Stored data:
//! Runtime error types.
//!
//! Every fatal condition the evaluator can hit is an [`EvalError`]. Inside a
//! `try` block the same error is caught and turned into a String value
//! ([`EvalError::catch_value`]); outside one it aborts the run.
//!
//! `EvalErrorKind` carries the structured category; factory functions fill
//! in both `kind` and `message`.

use std::fmt;

use jung_ir::BinaryOp;

use crate::value::Value;

/// Result of evaluating an expression or calling a native.
pub type EvalResult = Result<Value, EvalError>;

/// Typed error category.
#[derive(Clone, Debug, PartialEq, Eq)]
pub enum EvalErrorKind {
    // Arithmetic
    DivisionByZero,
    ModuloByZero,

    // Type/Operator
    TypeMismatch {
        expected: String,
        got: String,
    },
    BinaryTypeMismatch {
        op: BinaryOp,
        left: String,
        right: String,
    },

    // Access
    UndefinedVariable {
        name: String,
    },
    UndefinedFunction {
        name: String,
    },
    UndefinedClass {
        name: String,
    },
    UndefinedMethod {
        method: String,
        type_name: String,
    },

    // Resources
    StackOverflow {
        depth: usize,
    },
    ScopeOverflow {
        limit: usize,
    },

    // Calls
    NotCallable {
        type_name: String,
    },

    /// A `throw` that reached the top level.
    UncaughtException {
        message: String,
    },

    /// `exit(code)`: unwinds the whole run and is never caught.
    Exit {
        code: i32,
    },

    Custom {
        message: String,
    },
}

impl fmt::Display for EvalErrorKind {
    fn fmt(&self, f: &mut fmt::Formatter<'_>) -> fmt::Result {
        match self {
            Self::DivisionByZero => write!(f, "division by zero"),
            Self::ModuloByZero => write!(f, "modulo by zero"),

            Self::TypeMismatch { expected, got } => {
                write!(f, "type mismatch: expected {expected}, got {got}")
            }
            Self::BinaryTypeMismatch { op, left, right } => write!(
                f,
                "unsupported operand types for '{}': {left} and {right}",
                op.as_symbol()
            ),

            Self::UndefinedVariable { name } => write!(f, "undefined variable '{name}'"),
            Self::UndefinedFunction { name } => write!(f, "undefined function '{name}'"),
            Self::UndefinedClass { name } => write!(f, "undefined class '{name}'"),
            Self::UndefinedMethod { method, type_name } => {
                write!(f, "no method '{method}' on type {type_name}")
            }

            Self::StackOverflow { depth } => {
                write!(f, "stack overflow (max {depth} call depth)")
            }
            Self::ScopeOverflow { limit } => write!(f, "scope overflow (max {limit} scopes)"),

            Self::NotCallable { type_name } => write!(f, "{type_name} is not callable"),

            Self::UncaughtException { message } => write!(f, "uncaught exception: {message}"),
            Self::Exit { code } => write!(f, "exit({code})"),

            Self::Custom { message } => write!(f, "{message}"),
        }
    }
}

/// Evaluation error.
#[derive(Clone, Debug)]
pub struct EvalError {
    pub kind: EvalErrorKind,
    /// Human-readable message; equals `kind.to_string()` for factory errors.
    pub message: String,
    /// Source line of the statement or expression that failed.
    pub line: Option<u32>,
    /// The value of an uncaught `throw`.
    pub thrown: Option<Value>,
}

impl EvalError {
    /// Create an error with just a message (`Custom` kind).
    pub fn new(message: impl Into<String>) -> Self {
        let message = message.into();
        EvalError {
            kind: EvalErrorKind::Custom {
                message: message.clone(),
            },
            message,
            line: None,
            thrown: None,
        }
    }

    fn from_kind(kind: EvalErrorKind) -> Self {
        let message = kind.to_string();
        EvalError {
            kind,
            message,
            line: None,
            thrown: None,
        }
    }

    /// A thrown value escaping every `try`.
    pub fn thrown(value: Value) -> Self {
        let mut err = Self::from_kind(EvalErrorKind::UncaughtException {
            message: value.to_string(),
        });
        err.thrown = Some(value);
        err
    }

    /// Attach a source line unless an inner frame already did.
    #[must_use]
    pub fn with_line_if_absent(mut self, line: u32) -> Self {
        if self.line.is_none() && line > 0 {
            self.line = Some(line);
        }
        self
    }

    #[must_use]
    pub fn with_line(mut self, line: u32) -> Self {
        self.line = Some(line);
        self
    }

    /// True for `exit()` requests, which `try` must not intercept.
    #[inline]
    pub fn is_exit(&self) -> bool {
        matches!(self.kind, EvalErrorKind::Exit { .. })
    }

    pub fn exit_code(&self) -> Option<i32> {
        match self.kind {
            EvalErrorKind::Exit { code } => Some(code),
            _ => None,
        }
    }

    /// The value a `catch` clause binds for this error.
    ///
    /// A thrown value is handed back as-is; a runtime error becomes the
    /// string `[line N] message`.
    pub fn catch_value(&self) -> Value {
        if let Some(value) = &self.thrown {
            return value.clone();
        }
        match self.line {
            Some(line) => Value::String(format!("[line {line}] {}", self.message)),
            None => Value::String(self.message.clone()),
        }
    }
}

impl fmt::Display for EvalError {
    fn fmt(&self, f: &mut fmt::Formatter<'_>) -> fmt::Result {
        write!(f, "{}", self.message)
    }
}

impl std::error::Error for EvalError {}

// Factory functions

#[cold]
pub fn division_by_zero() -> EvalError {
    EvalError::from_kind(EvalErrorKind::DivisionByZero)
}

#[cold]
pub fn modulo_by_zero() -> EvalError {
    EvalError::from_kind(EvalErrorKind::ModuloByZero)
}

#[cold]
pub fn type_mismatch(expected: &str, got: &str) -> EvalError {
    EvalError::from_kind(EvalErrorKind::TypeMismatch {
        expected: expected.to_string(),
        got: got.to_string(),
    })
}

#[cold]
pub fn binary_type_mismatch(op: BinaryOp, left: &str, right: &str) -> EvalError {
    EvalError::from_kind(EvalErrorKind::BinaryTypeMismatch {
        op,
        left: left.to_string(),
        right: right.to_string(),
    })
}

#[cold]
pub fn undefined_variable(name: &str) -> EvalError {
    EvalError::from_kind(EvalErrorKind::UndefinedVariable {
        name: name.to_string(),
    })
}

#[cold]
pub fn undefined_function(name: &str) -> EvalError {
    EvalError::from_kind(EvalErrorKind::UndefinedFunction {
        name: name.to_string(),
    })
}

#[cold]
pub fn undefined_class(name: &str) -> EvalError {
    EvalError::from_kind(EvalErrorKind::UndefinedClass {
        name: name.to_string(),
    })
}

#[cold]
pub fn no_such_method(method: &str, type_name: &str) -> EvalError {
    EvalError::from_kind(EvalErrorKind::UndefinedMethod {
        method: method.to_string(),
        type_name: type_name.to_string(),
    })
}

#[cold]
pub fn stack_overflow(depth: usize) -> EvalError {
    EvalError::from_kind(EvalErrorKind::StackOverflow { depth })
}

#[cold]
pub fn scope_overflow(limit: usize) -> EvalError {
    EvalError::from_kind(EvalErrorKind::ScopeOverflow { limit })
}

#[cold]
pub fn not_callable(type_name: &str) -> EvalError {
    EvalError::from_kind(EvalErrorKind::NotCallable {
        type_name: type_name.to_string(),
    })
}

#[cold]
pub fn exit_requested(code: i32) -> EvalError {
    EvalError::from_kind(EvalErrorKind::Exit { code })
}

• _WORK REQUIRED_
Looking at the data above, show all lines where the word "expected" occurs.

• _ANSWER FOR THIS EXERCISE_
        expected: String,
            Self::TypeMismatch { expected, got } => {
                write!(f, "type mismatch: expected {expected}, got {got}")
pub fn type_mismatch(expected: &str, got: &str) -> EvalError {
        expected: expected.to_string(),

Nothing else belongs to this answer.